In drug discovery, graph neural network (GNN)-based virtual screening lacks molecule-level interpretability, hindering mechanistic understanding and rational design. To address this, we propose the Hierarchical Grad-CAM Explanation (HGE) framework—a novel hierarchical attribution method that achieves decoupled, three-tier interpretability at the atomic, ring, and whole-molecule levels, explicitly leveraging GNN message-passing dynamics to quantify substructural importance. Evaluated on 20 kinase targets, HGE-enhanced GNNs achieve state-of-the-art virtual screening performance. Crucially, HGE attributions align closely with literature-reported drug–target interaction motifs—successfully recapitulating key binding fragments, including hinge-region hydrogen-bonding groups and hydrophobic pocket substituents. This work establishes a verifiable, multi-scale attribution paradigm for trustworthy GNN deployment in drug discovery.

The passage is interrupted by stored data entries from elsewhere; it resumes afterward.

use tracing_subscriber::prelude::*;

use crate::ConsoleConfig;

/// Logs go to stderr, command output to stdout
pub fn initialize_tracing(config: &ConsoleConfig) -> anyhow::Result<()> {
    // Create a filter based on the log level
    let filter = tracing_subscriber::EnvFilter::try_from_default_env().or_else(|_| {
        tracing_subscriber::EnvFilter::try_new(config.trace_level.as_deref().unwrap_or("info"))
    })?;

    let tracing_layer = tracing_subscriber::registry().with(filter);

    if config.trace_json.unwrap_or_default() {
        tracing_layer
            .with(
                tracing_subscriber::fmt::layer()
                    .json()
                    .flatten_event(true)
                    .with_writer(std::io::stderr),
            )
            .try_init()?;
    } else {
        tracing_layer
            .with(tracing_subscriber::fmt::layer().with_writer(std::io::stderr))
            .try_init()?;
    };

    Ok(())
}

Background: Virtual Screening (VS) has become an essential tool in drug discovery, enabling the rapid and cost-effective identification of potential bioactive molecules. Among recent advancements, Graph Neural Networks (GNNs) have gained prominence for their ability to model complex molecular structures using graph-based representations. However, the integration of explainable methods to elucidate the specific contributions of molecular substructures to biological activity remains a significant challenge. This limitation hampers both the interpretability of predictive models and the rational design of novel therapeutics.\ Results: We trained 20 GNN models on a dataset of small molecules with the goal of predicting their activity on 20 distinct protein targets from the Kinase family. These classifiers achieved state-of-the-art performance in virtual screening tasks, demonstrating high accuracy and robustness on different targets. Building upon these models, we implemented the Hierarchical Grad-CAM graph Explainer (HGE) framework, enabling an in-depth analysis of the molecular moieties driving protein-ligand binding stabilization. HGE exploits Grad-CAM explanations at the atom, ring, and whole-molecule levels, leveraging the message-passing mechanism to highlight the most relevant chemical moieties. Validation against experimental data from the literature confirmed the ability of the explainer to recognize a molecular pattern of drugs and correctly annotate them to the known target. Conclusion: Our approach may represent a valid support to shorten both the screening and the hit discovery process. Detailed knowledge of the molecular substructures that play a role in the binding process can help the computational chemist to gain insights into the structure optimization, as well as in drug repurposing tasks.